The problem:
Match the word "header". Return each line of the data below where it appears.

Source information:
--
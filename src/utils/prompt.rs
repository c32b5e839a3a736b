//! Interactive confirmation prompts.

use std::io::{self, BufRead, Write};

/// A yes/no question with the answer used when nobody can respond.
pub struct YesNoPrompt {
    pub question: String,
    pub default: bool,
}

/// Yes/no prompt engine with explicit interactive mode.
///
/// Non-interactive engines answer every prompt with its default, which
/// keeps scripted flows (and tests) free of stdin reads.
pub struct PromptEngine {
    interactive: bool,
}

impl PromptEngine {
    pub fn new() -> Self {
        Self { interactive: true }
    }

    /// Create engine with explicit interactive mode.
    pub fn with_interactive(interactive: bool) -> Self {
        Self { interactive }
    }

    /// Force non-interactive mode (useful for --yes flags).
    pub fn non_interactive() -> Self {
        Self { interactive: false }
    }

    pub fn is_interactive(&self) -> bool {
        self.interactive
    }

    /// Run a yes/no prompt. Returns the default if non-interactive.
    ///
    /// The question is written to stdout so it lands in the same stream
    /// as the preview it follows. Only a trimmed `y` or `Y` answers yes;
    /// anything else, including end of input, is a no.
    pub fn yes_no(&self, prompt: &YesNoPrompt) -> bool {
        if !self.interactive {
            return prompt.default;
        }

        print!("{} ", prompt.question);
        io::stdout().flush().ok();

        let mut input = String::new();
        if io::stdin().lock().read_line(&mut input).is_err() {
            return prompt.default;
        }

        matches!(input.trim(), "y" | "Y")
    }
}

impl Default for PromptEngine {
    fn default() -> Self {
        Self::new()
    }
}

#[cfg(test)]
mod tests {
    use super::*;

    #[test]
    fn non_interactive_returns_default() {
        let engine = PromptEngine::non_interactive();
        let decline = YesNoPrompt {
            question: "Perform (y/N)?".to_string(),
            default: false,
        };
        let accept = YesNoPrompt {
            question: "Perform (y/N)?".to_string(),
            default: true,
        };

        assert!(!engine.yes_no(&decline));
        assert!(engine.yes_no(&accept));
    }

    #[test]
    fn with_interactive_false_matches_non_interactive() {
        assert!(!PromptEngine::with_interactive(false).is_interactive());
        assert!(PromptEngine::new().is_interactive());
    }
}
//! Tab-separated input parsing.

use std::fs::File;
use std::io::{BufRead, BufReader};

use crate::error::{Error, Result};

/// A parsed tsv file: the header line plus every data row.
///
/// The file is read in a single pass and cached, so the preview and the
/// execution phases always operate on the same rows even if the file
/// changes on disk between them.
#[derive(Debug, Clone)]
pub struct Table {
    header: Vec<String>,
    rows: Vec<Vec<String>>,
}

impl Table {
    /// Field names from the first line. Labels only, never injected as data.
    pub fn header(&self) -> &[String] {
        &self.header
    }

    /// Data rows paired with their 1-based ordinal (header excluded).
    pub fn rows(&self) -> impl Iterator<Item = (usize, &[String])> {
        self.rows
            .iter()
            .enumerate()
            .map(|(i, row)| (i + 1, row.as_slice()))
    }

    pub fn row_count(&self) -> usize {
        self.rows.len()
    }
}

/// Load a tsv file. The path may start with `~`.
///
/// Rows are split on tab characters only; there is no quoting dialect.
/// Field counts are not validated against the header, so a short row
/// simply leaves higher placeholders without a value.
pub fn load(path: &str) -> Result<Table> {
    let expanded = shellexpand::tilde(path).to_string();
    let file = File::open(&expanded).map_err(|e| Error::Read(path.to_string(), e))?;
    let mut lines = BufReader::new(file).lines();

    let header = match lines.next() {
        Some(line) => split_line(&line.map_err(|e| Error::Read(path.to_string(), e))?),
        None => return Err(Error::EmptyInput(path.to_string())),
    };

    let mut rows = Vec::new();
    for line in lines {
        let line = line.map_err(|e| Error::Read(path.to_string(), e))?;
        rows.push(split_line(&line));
    }

    Ok(Table { header, rows })
}

/// Split one line on tabs. A trailing `\r` from CRLF input is stripped;
/// an empty line becomes an empty row.
fn split_line(line: &str) -> Vec<String> {
    let line = line.strip_suffix('\r').unwrap_or(line);
    if line.is_empty() {
        return Vec::new();
    }
    line.split('\t').map(|s| s.to_string()).collect()
}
--
Answer space:
/// A parsed tsv file: the header line plus every data row.
    header: Vec<String>,
    pub fn header(&self) -> &[String] {
        &self.header
    /// Data rows paired with their 1-based ordinal (header excluded).
/// Field counts are not validated against the header, so a short row
    let header = match lines.next() {
    Ok(Table { header, rows })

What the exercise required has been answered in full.